**Problem details**. Reproduce the lines of the listing exactly, beginning at the top, until the line with "pub const CONNECT_OTHER: &str" has been reproduced too.

**Dataset excerpts**.
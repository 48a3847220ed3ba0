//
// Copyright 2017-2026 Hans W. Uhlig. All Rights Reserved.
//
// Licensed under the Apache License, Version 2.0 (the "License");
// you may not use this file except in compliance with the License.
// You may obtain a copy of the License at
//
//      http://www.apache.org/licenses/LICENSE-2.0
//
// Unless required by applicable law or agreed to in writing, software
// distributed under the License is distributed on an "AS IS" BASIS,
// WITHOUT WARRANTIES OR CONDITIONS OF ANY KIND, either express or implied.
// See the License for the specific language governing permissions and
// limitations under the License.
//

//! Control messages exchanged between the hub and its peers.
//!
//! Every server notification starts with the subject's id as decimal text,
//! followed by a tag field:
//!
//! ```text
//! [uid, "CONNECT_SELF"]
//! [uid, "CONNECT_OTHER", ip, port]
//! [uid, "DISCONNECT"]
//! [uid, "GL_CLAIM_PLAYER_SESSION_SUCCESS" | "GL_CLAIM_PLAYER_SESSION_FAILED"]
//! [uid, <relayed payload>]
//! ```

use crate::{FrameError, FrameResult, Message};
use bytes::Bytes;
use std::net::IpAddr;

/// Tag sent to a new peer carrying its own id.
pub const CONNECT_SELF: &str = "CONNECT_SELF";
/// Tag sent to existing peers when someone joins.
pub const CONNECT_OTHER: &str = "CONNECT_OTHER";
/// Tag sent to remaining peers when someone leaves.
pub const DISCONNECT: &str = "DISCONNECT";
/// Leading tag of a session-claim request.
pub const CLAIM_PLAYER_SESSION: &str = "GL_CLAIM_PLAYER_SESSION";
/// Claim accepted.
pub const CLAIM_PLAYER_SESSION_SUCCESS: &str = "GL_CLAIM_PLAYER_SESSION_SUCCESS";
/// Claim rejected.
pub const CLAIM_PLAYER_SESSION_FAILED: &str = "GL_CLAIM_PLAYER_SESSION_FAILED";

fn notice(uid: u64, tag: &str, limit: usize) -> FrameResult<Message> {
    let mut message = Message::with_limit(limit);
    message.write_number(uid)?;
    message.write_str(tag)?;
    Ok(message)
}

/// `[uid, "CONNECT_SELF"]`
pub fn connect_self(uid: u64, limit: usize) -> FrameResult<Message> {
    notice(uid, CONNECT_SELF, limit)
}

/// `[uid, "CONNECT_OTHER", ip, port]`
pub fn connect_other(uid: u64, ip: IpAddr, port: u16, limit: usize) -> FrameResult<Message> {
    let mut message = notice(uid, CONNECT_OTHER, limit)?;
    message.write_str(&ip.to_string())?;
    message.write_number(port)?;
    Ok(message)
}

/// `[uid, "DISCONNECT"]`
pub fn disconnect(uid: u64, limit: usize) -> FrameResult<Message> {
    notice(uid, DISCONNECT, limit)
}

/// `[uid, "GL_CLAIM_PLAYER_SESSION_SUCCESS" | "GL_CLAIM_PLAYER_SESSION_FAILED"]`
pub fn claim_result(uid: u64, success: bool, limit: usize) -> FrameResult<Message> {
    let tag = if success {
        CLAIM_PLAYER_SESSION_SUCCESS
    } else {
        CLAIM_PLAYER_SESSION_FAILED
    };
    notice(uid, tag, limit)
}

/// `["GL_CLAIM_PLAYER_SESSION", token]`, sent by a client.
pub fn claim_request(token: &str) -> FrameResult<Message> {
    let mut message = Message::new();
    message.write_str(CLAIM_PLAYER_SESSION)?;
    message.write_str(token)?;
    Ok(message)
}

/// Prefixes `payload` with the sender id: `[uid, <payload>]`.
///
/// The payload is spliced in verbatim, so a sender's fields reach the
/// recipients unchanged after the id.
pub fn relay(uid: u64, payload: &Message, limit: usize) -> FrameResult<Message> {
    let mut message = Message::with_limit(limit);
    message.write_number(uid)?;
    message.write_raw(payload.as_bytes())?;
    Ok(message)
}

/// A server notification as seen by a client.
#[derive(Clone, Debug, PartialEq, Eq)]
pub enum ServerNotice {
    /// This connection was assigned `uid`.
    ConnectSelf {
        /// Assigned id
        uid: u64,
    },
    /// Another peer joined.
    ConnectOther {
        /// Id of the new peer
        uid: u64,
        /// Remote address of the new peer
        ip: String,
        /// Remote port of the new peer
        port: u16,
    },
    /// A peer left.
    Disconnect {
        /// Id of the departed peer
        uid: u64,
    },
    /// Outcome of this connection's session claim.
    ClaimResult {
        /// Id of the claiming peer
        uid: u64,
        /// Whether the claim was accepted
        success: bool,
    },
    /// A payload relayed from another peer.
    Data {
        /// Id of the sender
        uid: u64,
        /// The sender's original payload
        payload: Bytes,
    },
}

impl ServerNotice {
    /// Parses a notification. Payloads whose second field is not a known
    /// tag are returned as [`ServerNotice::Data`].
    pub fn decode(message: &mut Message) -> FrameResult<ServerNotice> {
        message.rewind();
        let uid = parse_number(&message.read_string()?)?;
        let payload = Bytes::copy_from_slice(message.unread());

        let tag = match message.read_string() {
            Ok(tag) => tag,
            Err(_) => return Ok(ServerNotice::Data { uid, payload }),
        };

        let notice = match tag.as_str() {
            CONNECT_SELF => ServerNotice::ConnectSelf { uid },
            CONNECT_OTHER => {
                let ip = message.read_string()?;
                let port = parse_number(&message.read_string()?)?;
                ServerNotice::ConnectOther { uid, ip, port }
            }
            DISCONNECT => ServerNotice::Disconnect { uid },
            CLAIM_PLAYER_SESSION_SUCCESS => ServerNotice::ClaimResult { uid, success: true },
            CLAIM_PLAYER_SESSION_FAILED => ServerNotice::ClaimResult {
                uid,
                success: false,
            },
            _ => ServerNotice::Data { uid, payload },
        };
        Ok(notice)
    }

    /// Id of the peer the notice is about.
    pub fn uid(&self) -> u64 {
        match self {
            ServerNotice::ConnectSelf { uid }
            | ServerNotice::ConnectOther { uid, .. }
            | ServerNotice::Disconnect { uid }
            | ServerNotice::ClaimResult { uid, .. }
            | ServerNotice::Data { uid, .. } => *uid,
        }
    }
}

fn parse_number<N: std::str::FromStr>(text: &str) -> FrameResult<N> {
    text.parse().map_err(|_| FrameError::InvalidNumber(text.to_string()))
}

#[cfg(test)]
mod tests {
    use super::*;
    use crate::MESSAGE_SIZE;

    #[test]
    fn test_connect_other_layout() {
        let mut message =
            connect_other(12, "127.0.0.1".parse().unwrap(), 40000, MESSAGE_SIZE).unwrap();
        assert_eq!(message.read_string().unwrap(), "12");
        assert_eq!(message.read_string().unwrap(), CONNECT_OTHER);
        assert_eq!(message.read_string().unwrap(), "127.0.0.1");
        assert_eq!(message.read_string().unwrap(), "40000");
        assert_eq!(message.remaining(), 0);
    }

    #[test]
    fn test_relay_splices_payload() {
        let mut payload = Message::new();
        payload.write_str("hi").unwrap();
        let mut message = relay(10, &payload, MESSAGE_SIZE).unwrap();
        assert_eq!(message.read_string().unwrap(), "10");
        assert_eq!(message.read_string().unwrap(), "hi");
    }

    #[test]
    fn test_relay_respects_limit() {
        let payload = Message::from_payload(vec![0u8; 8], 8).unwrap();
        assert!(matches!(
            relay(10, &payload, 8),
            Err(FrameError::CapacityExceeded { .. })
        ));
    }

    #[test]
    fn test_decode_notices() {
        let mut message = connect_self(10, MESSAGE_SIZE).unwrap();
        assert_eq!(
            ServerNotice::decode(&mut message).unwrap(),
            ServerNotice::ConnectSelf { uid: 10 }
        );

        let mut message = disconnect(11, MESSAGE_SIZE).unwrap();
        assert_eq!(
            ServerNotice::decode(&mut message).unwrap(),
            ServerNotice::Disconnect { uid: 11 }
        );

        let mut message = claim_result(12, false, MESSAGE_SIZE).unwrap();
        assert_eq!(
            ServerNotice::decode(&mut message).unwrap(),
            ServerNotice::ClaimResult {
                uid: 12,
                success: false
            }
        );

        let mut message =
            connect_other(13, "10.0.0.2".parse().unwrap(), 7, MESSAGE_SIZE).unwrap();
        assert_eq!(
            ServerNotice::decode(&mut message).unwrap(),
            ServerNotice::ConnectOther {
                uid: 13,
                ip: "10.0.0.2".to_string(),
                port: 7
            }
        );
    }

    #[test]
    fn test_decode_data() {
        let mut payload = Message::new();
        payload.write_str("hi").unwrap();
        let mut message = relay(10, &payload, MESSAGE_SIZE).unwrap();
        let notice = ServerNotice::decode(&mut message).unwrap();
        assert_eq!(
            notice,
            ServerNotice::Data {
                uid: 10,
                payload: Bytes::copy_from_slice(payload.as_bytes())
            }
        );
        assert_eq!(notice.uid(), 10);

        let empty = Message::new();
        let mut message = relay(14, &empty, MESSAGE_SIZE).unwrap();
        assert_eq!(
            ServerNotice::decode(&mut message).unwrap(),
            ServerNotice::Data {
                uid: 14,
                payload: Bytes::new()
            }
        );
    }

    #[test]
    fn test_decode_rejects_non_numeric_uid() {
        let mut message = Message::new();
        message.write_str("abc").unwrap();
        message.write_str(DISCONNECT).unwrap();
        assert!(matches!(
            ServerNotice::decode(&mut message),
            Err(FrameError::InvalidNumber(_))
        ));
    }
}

**Finished exercise**.
repository 48a3847220ed3ba0
//
// Copyright 2017-2026 Hans W. Uhlig. All Rights Reserved.
//
// Licensed under the Apache License, Version 2.0 (the "License");
// you may not use this file except in compliance with the License.
// You may obtain a copy of the License at
//
//      http://www.apache.org/licenses/LICENSE-2.0
//
// Unless required by applicable law or agreed to in writing, software
// distributed under the License is distributed on an "AS IS" BASIS,
// WITHOUT WARRANTIES OR CONDITIONS OF ANY KIND, either express or implied.
// See the License for the specific language governing permissions and
// limitations under the License.
//

//! Control messages exchanged between the hub and its peers.
//!
//! Every server notification starts with the subject's id as decimal text,
//! followed by a tag field:
//!
//! ```text
//! [uid, "CONNECT_SELF"]
//! [uid, "CONNECT_OTHER", ip, port]
//! [uid, "DISCONNECT"]
//! [uid, "GL_CLAIM_PLAYER_SESSION_SUCCESS" | "GL_CLAIM_PLAYER_SESSION_FAILED"]
//! [uid, <relayed payload>]
//! ```

use crate::{FrameError, FrameResult, Message};
use bytes::Bytes;
use std::net::IpAddr;

/// Tag sent to a new peer carrying its own id.
pub const CONNECT_SELF: &str = "CONNECT_SELF";
/// Tag sent to existing peers when someone joins.
pub const CONNECT_OTHER: &str = "CONNECT_OTHER";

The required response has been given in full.